- **TASK**:
Lines with the word "Serialize": copy all of them from the entries below.

- **DATA FOR THE TASK**:
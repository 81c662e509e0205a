//! Simulation world: bank, ledger and clock under invariant checking
//!
//! Actors never touch the ledger directly. They propose `Action`s and the
//! world applies them one at a time, then re-checks the global invariants:
//! - currency is neither created nor destroyed by ledger operations
//! - the ledger account holds exactly the escrow plus known stray funds
//! - escrow equals inflows minus fees, forfeited shares and payouts
//! - an unexpired claim is never replaced or redeemed by someone else

use rust_decimal::Decimal;
use serde::{Deserialize, Serialize};
use std::collections::HashMap;
use thiserror::Error;
use tracing::{debug, error};
use voucher_contracts::bank::Bank;
use voucher_contracts::commitment::SecretCommitment;
use voucher_contracts::config::LedgerConfig;
use voucher_contracts::errors::{BankError, ConfigError, ErrorKind, VoucherError};
use voucher_contracts::events::ContractEvent;
use voucher_contracts::ledger::{TxContext, VoucherLedger};
use voucher_contracts::voucher::Claim;
use voucher_types::fee::FeeParams;
use voucher_types::ids::{Address, VoucherId};
use voucher_types::time::Timestamp;

/// Clock value of a fresh world.
pub const GENESIS_TIME: Timestamp = 1_700_000_000;

/// One operation proposed by an actor.
#[derive(Debug, Clone, PartialEq, Eq)]
pub enum Action {
    Create {
        creator: Address,
        code: Vec<u8>,
        secret_commitment: SecretCommitment,
        attached: Decimal,
        claim_deposit: Decimal,
    },
    Claim {
        caller: Address,
        voucher_id: VoucherId,
        deposit: Decimal,
    },
    Redeem {
        caller: Address,
        voucher_id: VoucherId,
        secret: Vec<u8>,
    },
    Advance {
        seconds: i64,
    },
}

impl Action {
    pub fn label(&self) -> &'static str {
        match self {
            Self::Create { .. } => "create",
            Self::Claim { .. } => "claim",
            Self::Redeem { .. } => "redeem",
            Self::Advance { .. } => "advance",
        }
    }
}

/// Running totals of currency moved by the ledger.
#[derive(Debug, Clone, Default, PartialEq, Eq, Serialize, Deserialize)]
pub struct Flows {
    /// Attached to creates and claims
    pub inflow: Decimal,
    pub fees: Decimal,
    /// Forfeited deposit shares paid to the fee recipient
    pub retained: Decimal,
    pub payouts: Decimal,
}

impl Flows {
    pub fn record(&mut self, event: &ContractEvent) {
        match event {
            ContractEvent::VoucherCreated(e) => {
                self.inflow += e.value + e.fee;
                self.fees += e.fee;
            }
            ContractEvent::RedemptionClaimed(e) => self.inflow += e.deposit,
            ContractEvent::ClaimForfeited(e) => self.retained += e.retained,
            ContractEvent::VoucherRedeemed(e) => self.payouts += e.payout(),
            _ => {}
        }
    }

    /// Escrow implied by the flows.
    pub fn expected_escrow(&self) -> Decimal {
        self.inflow - self.fees - self.retained - self.payouts
    }
}

/// A broken global invariant. Any of these is a ledger bug.
#[derive(Error, Debug, Clone, PartialEq)]
pub enum InvariantViolation {
    #[error("Supply drift: balances sum to {balances}, supply is {supply}")]
    SupplyDrift { balances: String, supply: String },

    #[error("Escrow mismatch: ledger account holds {held}, escrow {escrow} plus stray {stray}")]
    EscrowMismatch {
        held: String,
        escrow: String,
        stray: String,
    },

    #[error("Flow mismatch: flows imply escrow {expected}, ledger reports {escrow}")]
    FlowMismatch { expected: String, escrow: String },

    #[error("Active claim on {voucher_id} was displaced before expiry")]
    ClaimDisplaced { voucher_id: String },
}

/// Simulation errors
#[derive(Error, Debug, Clone, PartialEq)]
pub enum SimError {
    #[error("Config error: {0}")]
    Config(#[from] ConfigError),

    #[error("Funding failed: {0}")]
    Funding(#[from] BankError),

    #[error("Admin operation failed: {0}")]
    Admin(#[from] VoucherError),

    #[error("Invariant violated: {0}")]
    Invariant(#[from] InvariantViolation),
}

/// Result of applying one action.
#[derive(Debug, Clone)]
pub struct StepOutcome {
    pub action: &'static str,
    /// Events emitted on success, the ledger's rejection otherwise
    pub result: Result<Vec<ContractEvent>, VoucherError>,
}

impl StepOutcome {
    pub fn is_ok(&self) -> bool {
        self.result.is_ok()
    }

    pub fn error_kind(&self) -> Option<ErrorKind> {
        self.result.as_ref().err().map(VoucherError::kind)
    }
}

/// Bank, ledger and clock.
pub struct World {
    pub ledger: VoucherLedger,
    pub bank: Bank,
    pub now: Timestamp,
    pub flows: Flows,
    /// Sent to the ledger account outside of any ledger operation
    stray: Decimal,
    events: Vec<ContractEvent>,
    steps: u64,
}

impl World {
    pub fn new(config: LedgerConfig) -> Result<Self, SimError> {
        Ok(Self {
            ledger: VoucherLedger::new(config)?,
            bank: Bank::new(),
            now: GENESIS_TIME,
            flows: Flows::default(),
            stray: Decimal::ZERO,
            events: Vec::new(),
            steps: 0,
        })
    }

    /// Mint starting balance for an actor.
    pub fn fund(&mut self, who: &Address, amount: Decimal) -> Result<(), SimError> {
        self.bank.mint(who.clone(), amount)?;
        Ok(())
    }

    /// Transfer straight into the ledger account, bypassing `create`.
    pub fn send_stray(&mut self, from: &Address, amount: Decimal) -> Result<(), SimError> {
        let contract = self.ledger.contract_address().clone();
        self.bank.transfer(from.as_str(), contract.as_str(), amount)?;
        self.stray += amount;
        Ok(())
    }

    /// Sweep all stray funds to `to` as the ledger admin.
    pub fn recover_stray(&mut self, to: &Address) -> Result<Decimal, SimError> {
        let admin = self.ledger.admin().clone();
        let amount = self.ledger.unencumbered_balance(&self.bank);
        self.ledger
            .recover_stray_funds(&mut self.bank, admin.as_str(), to.clone(), amount)?;
        self.events.extend(self.ledger.drain_events());
        self.stray -= amount;
        self.check_invariants(&HashMap::new())?;
        Ok(amount)
    }

    /// Apply one action and verify every invariant afterwards.
    ///
    /// Ledger rejections are ordinary outcomes; only an invariant violation
    /// is an error.
    pub fn step(&mut self, action: &Action) -> Result<StepOutcome, SimError> {
        let claims_before = self.active_claims();

        let result = match action {
            Action::Create {
                creator,
                code,
                secret_commitment,
                attached,
                claim_deposit,
            } => {
                let ctx = TxContext::new(creator.clone(), *attached, self.now);
                self.ledger
                    .create(&mut self.bank, &ctx, code, *secret_commitment, *claim_deposit)
                    .map(drop)
            }
            Action::Claim {
                caller,
                voucher_id,
                deposit,
            } => {
                let ctx = TxContext::new(caller.clone(), *deposit, self.now);
                self.ledger.claim(&mut self.bank, &ctx, voucher_id).map(drop)
            }
            Action::Redeem {
                caller,
                voucher_id,
                secret,
            } => {
                let ctx = TxContext::call(caller.clone(), self.now);
                self.ledger
                    .redeem(&mut self.bank, &ctx, voucher_id, secret)
                    .map(drop)
            }
            Action::Advance { seconds } => {
                self.now += *seconds;
                Ok(())
            }
        };

        let events = self.ledger.drain_events();
        for event in &events {
            self.flows.record(event);
        }
        self.events.extend(events.iter().cloned());
        self.steps += 1;

        if let Err(e) = &result {
            debug!(step = self.steps, action = action.label(), kind = ?e.kind(), "Action rejected");
        }

        self.check_invariants(&claims_before)?;

        Ok(StepOutcome {
            action: action.label(),
            result: result.map(|()| events),
        })
    }

    /// Check all global invariants against the current state.
    ///
    /// `claims_before` holds the claims that were active before the last step.
    pub fn check_invariants(
        &self,
        claims_before: &HashMap<VoucherId, Claim>,
    ) -> Result<(), InvariantViolation> {
        let balances = self.bank.sum_of_balances();
        if balances != self.bank.total_supply() {
            return Err(self.report(InvariantViolation::SupplyDrift {
                balances: balances.to_string(),
                supply: self.bank.total_supply().to_string(),
            }));
        }

        let held = self.bank.balance_of(self.ledger.contract_address().as_str());
        let escrow = self.ledger.escrow_total();
        if held != escrow + self.stray {
            return Err(self.report(InvariantViolation::EscrowMismatch {
                held: held.to_string(),
                escrow: escrow.to_string(),
                stray: self.stray.to_string(),
            }));
        }

        if self.flows.expected_escrow() != escrow {
            return Err(self.report(InvariantViolation::FlowMismatch {
                expected: self.flows.expected_escrow().to_string(),
                escrow: escrow.to_string(),
            }));
        }

        for (voucher_id, before) in claims_before {
            if self.claim_displaced(voucher_id, before) {
                return Err(self.report(InvariantViolation::ClaimDisplaced {
                    voucher_id: voucher_id.to_string(),
                }));
            }
        }
        Ok(())
    }

    fn claim_displaced(&self, voucher_id: &VoucherId, before: &Claim) -> bool {
        if let Some(voucher) = self.ledger.get_voucher(voucher_id) {
            // Lapsing by the clock is fine; replacement while active is not
            return voucher.claim.as_ref() != Some(before) && self.now < before.expires_at;
        }
        match self.ledger.redemption_receipt(voucher_id) {
            Some(receipt) => receipt.redeemer != before.claimant,
            None => true,
        }
    }

    fn report(&self, violation: InvariantViolation) -> InvariantViolation {
        error!(step = self.steps, now = self.now, %violation, "Invariant violated");
        violation
    }

    /// Claims active at the current time.
    pub fn active_claims(&self) -> HashMap<VoucherId, Claim> {
        self.ledger
            .live_vouchers()
            .filter_map(|(id, v)| v.active_claim(self.now).map(|c| (*id, c.clone())))
            .collect()
    }

    /// Creation fee parameters currently in force.
    pub fn fee_params(&self) -> FeeParams {
        let (min_creation_fee, creation_fee_rate_bps) = self.ledger.get_fee_params();
        FeeParams {
            min_creation_fee,
            creation_fee_rate_bps,
        }
    }

    /// Live voucher identifiers in a stable order.
    pub fn live_voucher_ids(&self) -> Vec<VoucherId> {
        let mut ids: Vec<VoucherId> = self.ledger.live_vouchers().map(|(id, _)| *id).collect();
        ids.sort();
        ids
    }

    /// Every event emitted so far.
    pub fn events(&self) -> &[ContractEvent] {
        &self.events
    }

    pub fn steps(&self) -> u64 {
        self.steps
    }

    pub fn stray(&self) -> Decimal {
        self.stray
    }
}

- **RESPONSE BOX**:
use serde::{Deserialize, Serialize};
#[derive(Debug, Clone, Default, PartialEq, Eq, Serialize, Deserialize)]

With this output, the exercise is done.